▶ **ASSIGNMENT**
Select every line below containing the word "telemetry".

▶ **GIVEN RECORDS**
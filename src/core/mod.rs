//! Core coordination primitives: promises, schedulers, tasks, combinators
//! and generators.

pub mod combinator;
pub mod error;
pub mod generator;
pub mod promise;
pub mod resolver;
pub mod scheduler;
pub mod sequence;
pub mod task;
pub mod worker_pool;

pub use combinator::{
    all, any, any_strict, at_least, at_least_strict, combine, with_timeout, CombineOptions,
};
pub use error::{AsyncError, ConfigError, MultitargetError};
pub use generator::{Generator, GeneratorCloser, Produced, Yielder};
pub use promise::{Outcome, Promise, PromiseFuture};
pub use resolver::{
    CallSite, DefaultSchedulerResolver, ExplicitSchedulerResolver, NamedSchedulerResolver,
    SchedulerResolver, SchedulerResolvers, SchedulerResolversBuilder,
};
pub use scheduler::{
    Characteristics, ContextualScheduler, SameThreadScheduler, Scheduler, SpanScheduler, Work,
};
pub use sequence::{ChunkOrder, ChunkedSequence};
pub use task::{spawn, spawn_on, Continuation, Suspend, SwitchTo, TaskBuilder, TaskId};
pub use worker_pool::{PoolError, PoolStats};
#[cfg(not(target_arch = "wasm32"))]
pub use worker_pool::ThreadPoolScheduler;
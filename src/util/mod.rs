//! Shared utilities.

pub mod telemetry;

pub use telemetry::init_tracing;
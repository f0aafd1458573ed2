//! Tests for configuration validation

use prometheus_async::config::{
    CoreConfig, SchedulerConfig, ThreadPoolConfig, ENV_CHUNK_SIZE, ENV_INTERRUPTIBLE, ENV_WORKERS,
};
use prometheus_async::core::ConfigError;
use std::collections::HashMap;

#[test]
fn test_thread_pool_config_validation() {
    assert!(ThreadPoolConfig::new().with_worker_count(2).validate().is_ok());
    assert!(ThreadPoolConfig::new().with_worker_count(0).validate().is_err());
    assert!(ThreadPoolConfig::new().with_max_queue_depth(0).validate().is_err());
    assert!(ThreadPoolConfig::new().with_thread_stack_size(0).validate().is_err());
}

#[test]
fn test_thread_pool_config_defaults() {
    let cfg = ThreadPoolConfig::default();
    assert!(cfg.worker_count > 0);
    assert_eq!(cfg.max_queue_depth, 1024);
    assert!(cfg.interruptible);
    assert_eq!(cfg.thread_name_prefix, "pa-worker");
}

#[test]
fn test_scheduler_config_validation() {
    assert!(SchedulerConfig::SameThread.validate().is_ok());
    assert!(SchedulerConfig::Tokio { worker_threads: None }.validate().is_ok());
    assert!(SchedulerConfig::Tokio {
        worker_threads: Some(0)
    }
    .validate()
    .is_err());
}

#[test]
fn test_core_config_default_is_valid() {
    let cfg = CoreConfig::default();
    assert!(cfg.validate().is_ok());
    assert_eq!(cfg.default_scheduler, "default");
    assert_eq!(cfg.chunk_size, 16);
}

#[test]
fn test_core_config_empty_schedulers() {
    let cfg = CoreConfig {
        schedulers: HashMap::new(),
        ..CoreConfig::default()
    };
    assert!(matches!(cfg.validate(), Err(ConfigError::Invalid(_))));
}

#[test]
fn test_core_config_unknown_default() {
    let cfg = CoreConfig {
        default_scheduler: "missing".into(),
        ..CoreConfig::default()
    };
    assert_eq!(
        cfg.validate(),
        Err(ConfigError::UnknownScheduler("missing".into()))
    );
}

#[test]
fn test_core_config_json_roundtrip() {
    let mut cfg = CoreConfig::default();
    cfg.schedulers
        .insert("inline".into(), SchedulerConfig::SameThread);
    cfg.routes.insert("render::".into(), "inline".into());

    let json = serde_json::to_string(&cfg).unwrap();
    let parsed = CoreConfig::from_json_str(&json).unwrap();
    assert_eq!(parsed, cfg);
}

#[test]
fn test_core_config_rejects_bad_json() {
    assert!(matches!(
        CoreConfig::from_json_str("{ not json"),
        Err(ConfigError::Invalid(_))
    ));
}

#[test]
fn test_from_lookup_overrides() {
    let vars: HashMap<&str, &str> = [
        (ENV_WORKERS, "3"),
        (ENV_INTERRUPTIBLE, "false"),
        (ENV_CHUNK_SIZE, " 8 "),
    ]
    .into_iter()
    .collect();
    let cfg = CoreConfig::from_lookup(|key| vars.get(key).map(|v| (*v).to_string())).unwrap();

    assert_eq!(cfg.chunk_size, 8);
    match cfg.schedulers.get(&cfg.default_scheduler) {
        Some(SchedulerConfig::ThreadPool(pool)) => {
            assert_eq!(pool.worker_count, 3);
            assert!(!pool.interruptible);
        }
        other => panic!("unexpected scheduler: {other:?}"),
    }
}

#[test]
fn test_from_lookup_rejects_garbage() {
    let err = CoreConfig::from_lookup(|key| (key == ENV_WORKERS).then(|| "many".to_string()))
        .unwrap_err();
    assert!(matches!(err, ConfigError::Invalid(msg) if msg.contains(ENV_WORKERS)));
}
//! Configuration models for schedulers, thread pools and routing.

pub mod pool;

pub use pool::{
    CoreConfig, SchedulerConfig, ThreadPoolConfig, ENV_CHUNK_SIZE, ENV_INTERRUPTIBLE,
    ENV_QUEUE_DEPTH, ENV_WORKERS,
};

▶ **OUTPUT**
pub mod telemetry;
pub use telemetry::init_tracing;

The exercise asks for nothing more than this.